Instagram has just released a new checkout button in its mobile app, making it easier for users to buy products directly within Instagram, rather than exiting the platform and visiting retailer sites directly. This feature is being now being tested with twenty major brands, called “Checkout on Instagram.”

Previously, Instagram offered “shoppable posts,” enabling brands to directly link to products “with tags,” which sends end-users to a web checkout to complete the purchase. Checkout on Instagram has generated a lot of interest recently, heralded as a game changer by ValueWalk.

Praise meets controversy

For some, it is a large social media company making the same mistake others have made before, like Pinterest, who was a former early mover in this space. In 2015, Pinterest offered native in-feed commerce, launching to positive headlines.

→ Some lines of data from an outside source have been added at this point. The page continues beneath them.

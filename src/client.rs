// 📡 Handler Client
// Talks to the request handler over HTTP; knows nothing of the model

use crate::receipt::Receipt;
use crate::upload::EncodedUpload;
use serde::{Deserialize, Serialize};
use tracing::{debug, warn};

pub const DEFAULT_SERVER_URL: &str = "http://localhost:3000";

/// Shown when the server's reply carries no usable message
pub const UNKNOWN_ERROR_MESSAGE: &str = "An unknown error occurred.";

#[derive(Debug, Serialize)]
#[serde(rename_all = "camelCase")]
struct ParseBody<'a> {
    image_base64: &'a str,
    mime_type: &'a str,
}

#[derive(Debug, Deserialize)]
struct ErrorBody {
    error: Option<String>,
}

#[derive(Debug, Clone)]
pub struct ReceiptClient {
    http: reqwest::Client,
    base_url: String,
}

impl ReceiptClient {
    pub fn new(base_url: impl Into<String>) -> Self {
        ReceiptClient {
            http: reqwest::Client::new(),
            base_url: base_url.into().trim_end_matches('/').to_string(),
        }
    }

    pub fn parse_url(&self) -> String {
        format!("{}/api/parse", self.base_url)
    }

    /// One request, one outcome. Errors come back as display-ready text.
    pub async fn analyze(&self, upload: &EncodedUpload) -> Result<Receipt, String> {
        debug!(bytes = upload.size, mime = %upload.mime_type, "Sending receipt to server");

        let body = ParseBody {
            image_base64: &upload.data_base64,
            mime_type: &upload.mime_type,
        };

        let response = self
            .http
            .post(self.parse_url())
            .json(&body)
            .send()
            .await
            .map_err(|e| {
                warn!(error = %e, "Could not reach server");
                format!("Could not reach the server: {}", e)
            })?;

        let status = response.status();
        if !status.is_success() {
            let message = response
                .json::<ErrorBody>()
                .await
                .ok()
                .and_then(|b| b.error)
                .filter(|m| !m.is_empty())
                .unwrap_or_else(|| UNKNOWN_ERROR_MESSAGE.to_string());
            warn!(%status, "Server rejected receipt");
            return Err(message);
        }

        response
            .json::<Receipt>()
            .await
            .map_err(|e| format!("Server reply was not a receipt: {}", e))
    }
}

impl Default for ReceiptClient {
    fn default() -> Self {
        Self::new(DEFAULT_SERVER_URL)
    }
}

Major tech media publications like VentureBeat toted Pinterest’s in-feed commerce as the future of the social platform, by building a rich set of consumer purchase data and collecting affiliate fees. It was expected that Pinterest would take a quantum leap in terms of enterprise value and revenue.

Pinterest revamps interest in shoppable posts

Brands didn’t want to hand Pinterest control, purchase data, or margin-crushing affiliate fees, and there is no apparent reason brands would change their tune with Instagram. This is further underscored by a Stifel survey of 1,000 social media consumers revealed 71% of respondents don’t trust Facebook, Instagram’s parent company.

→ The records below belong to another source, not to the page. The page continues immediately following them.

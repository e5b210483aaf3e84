// 📝 Logging
// tracing-subscriber setup; RUST_LOG overrides the level passed in

use std::fs::File;
use std::path::Path;
use std::sync::Mutex;
use tracing_subscriber::{fmt, EnvFilter};

fn env_filter(level: &str) -> EnvFilter {
    EnvFilter::try_from_default_env().unwrap_or_else(|_| EnvFilter::new(level))
}

/// Console logging (server, scan command)
pub fn init_logging(level: &str) {
    let _ = fmt()
        .with_env_filter(env_filter(level))
        .with_target(false)
        .try_init();
}

/// File logging, for when stdout belongs to the terminal UI
pub fn init_file_logging(path: &Path, level: &str) -> std::io::Result<()> {
    let file = File::create(path)?;

    let _ = fmt()
        .with_env_filter(env_filter(level))
        .with_ansi(false)
        .with_writer(Mutex::new(file))
        .try_init();

    Ok(())
}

After years of failed experiments with agencies, brands, Etsy, and Shopify, Pinterest has found a native commerce partner in Benja, the upstart commerce network, founded in 2014, which holds may sub-brands under its name including Affordable Jerseys. Benja connects brands with audiences and provides a low-friction commerce experience on the web, social, and mobile.

Pinterest partners with Benja

Benja acts as a “pass-through,” and only captures what’s necessary to process a transaction, relying on an impression-based business model that fits the traditional advertising model of large publishers.

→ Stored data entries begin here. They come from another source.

use unicode_normalization::UnicodeNormalization;

/// Selection key for the all-sites view.
pub const GLOBAL_KEY: &str = "global";

// ---------------------------------------------------------------------------
// Normalization
// ---------------------------------------------------------------------------

/// Drop combining diacritical marks after canonical decomposition.
pub fn strip_diacritics(value: &str) -> String {
    value
        .nfd()
        .filter(|c| !('\u{0300}'..='\u{036f}').contains(c))
        .collect()
}

/// Lookup form of a site name: lowercase, no whitespace or hyphens, no
/// accents. `"Pépinière"`, `"pepiniere"` and `"PEPINIERE"` all give
/// `"pepiniere"`; `"St-Germain"` and `"St Germain"` both give `"stgermain"`.
pub fn normalize(name: &str) -> String {
    let compact: String = name
        .to_lowercase()
        .chars()
        .filter(|c| !c.is_whitespace() && *c != '-')
        .collect();
    strip_diacritics(&compact)
}

// ---------------------------------------------------------------------------
// Selection resolution
// ---------------------------------------------------------------------------

/// Canonical site names indexed by their normalized form.
#[derive(Debug, Clone)]
pub struct NameIndex {
    reserved: Vec<String>,
    entries: Vec<(String, String)>,
}

impl Default for NameIndex {
    fn default() -> Self {
        NameIndex {
            reserved: vec![GLOBAL_KEY.to_string()],
            entries: Vec::new(),
        }
    }
}

impl NameIndex {
    pub fn new<I, S>(names: I) -> Self
    where
        I: IntoIterator<Item = S>,
        S: Into<String>,
    {
        let entries = names
            .into_iter()
            .map(|n| {
                let name: String = n.into();
                (normalize(&name), name)
            })
            .collect();
        NameIndex {
            entries,
            ..Default::default()
        }
    }

    /// Replace the reserved keys that bypass lookup.
    pub fn with_reserved<I, S>(mut self, keys: I) -> Self
    where
        I: IntoIterator<Item = S>,
        S: Into<String>,
    {
        self.reserved = keys.into_iter().map(Into::into).collect();
        self
    }

    pub fn is_reserved(&self, key: &str) -> bool {
        self.reserved.iter().any(|r| r == key)
    }

    /// First canonical name whose normalized form matches `key`'s.
    pub fn find(&self, key: &str) -> Option<&str> {
        let wanted = normalize(key);
        self.entries
            .iter()
            .find(|(normalized, _)| *normalized == wanted)
            .map(|(_, name)| name.as_str())
    }

    pub fn contains(&self, key: &str) -> bool {
        self.find(key).is_some()
    }

    /// Reserved keys pass through, known names resolve to their canonical
    /// spelling, anything else comes back unchanged.
    pub fn resolve(&self, key: &str) -> String {
        if self.is_reserved(key) {
            return key.to_string();
        }
        self.find(key).unwrap_or(key).to_string()
    }

    pub fn len(&self) -> usize {
        self.entries.len()
    }

    pub fn is_empty(&self) -> bool {
        self.entries.is_empty()
    }
}

/// One-shot form of [`NameIndex::resolve`] with the default reserved keys.
pub fn resolve_selection<'a, I>(key: &str, available: I) -> String
where
    I: IntoIterator<Item = &'a str>,
{
    NameIndex::new(available).resolve(key)
}

#[cfg(test)]
mod tests {
    use super::*;

    #[test]
    fn accents_and_case_are_ignored() {
        assert_eq!(normalize("Pépinière"), "pepiniere");
        assert_eq!(normalize("pepiniere"), normalize("Pépinière"));
        assert_eq!(normalize("PEPINIERE"), normalize("Pépinière"));
        assert_eq!(normalize("PÉPINIÈRE"), "pepiniere");
    }

    #[test]
    fn whitespace_and_hyphens_are_removed() {
        assert_eq!(normalize("St Germain"), "stgermain");
        assert_eq!(normalize("St-Germain"), "stgermain");
        assert_eq!(normalize("  st \t germain "), "stgermain");
    }

    #[test]
    fn resolve_returns_canonical_spelling() {
        let names = ["Pépinière", "Sanssac", "St Germain"];
        assert_eq!(resolve_selection("pepiniere", names), "Pépinière");
        assert_eq!(resolve_selection("st-germain", names), "St Germain");
    }

    #[test]
    fn reserved_and_unknown_keys_pass_through() {
        let names = ["Pépinière", "Global"];
        assert_eq!(resolve_selection(GLOBAL_KEY, names), GLOBAL_KEY);
        assert_eq!(resolve_selection("Yssingeaux", names), "Yssingeaux");
    }

    #[test]
    fn custom_reserved_keys() {
        let index = NameIndex::new(["Polignac"]).with_reserved(["all", "compare"]);
        assert!(index.is_reserved("compare"));
        assert!(!index.is_reserved(GLOBAL_KEY));
        assert_eq!(index.resolve("compare"), "compare");
        assert_eq!(index.resolve("POLIGNAC"), "Polignac");
        assert!(index.contains("polignac"));
        assert_eq!(index.len(), 1);
    }
}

Benja CEO Andrew J. Chapin says, “We look at the work we’re doing, the work [competitor] MikMak has done with Snap, and we see a greater trend.”

Shoppable post uptick

Today, according to Wired, more than 130 million Instagram users are tapping on shoppable posts from brands both large and small, with the number expected to rise.

Wired further goes on to say that, “If you follow a brand like Zara, you might see a post showcasing a new shirt—part branded content, part advertisement—with a tag that shows the item name and pricing.”

The future is yet to be seen

Instagram charges an affiliate fee that has been estimating between 5 to 10 percent. In comparison to most affiliate programs, this is quite expensive for brands. For example, Commission Junction offers fees between 3 to 5 percent.

It remains to be seen what will happen next and if brands have an appetite for Instagram’s affiliate fee—or will we see commerce ad networks like Benja and MikMak increasing their roles within the social media space? Right now, it’s too early to say what will happen.

Social media platforms like Pinterest, Snap, Instagram (rumoured to be building a standalone shopping app) and Facebook will continue expanding their e-commerce offerings.

Meaning that shoppable posts are here to stay and that brands will be fighting to get their share of the pie.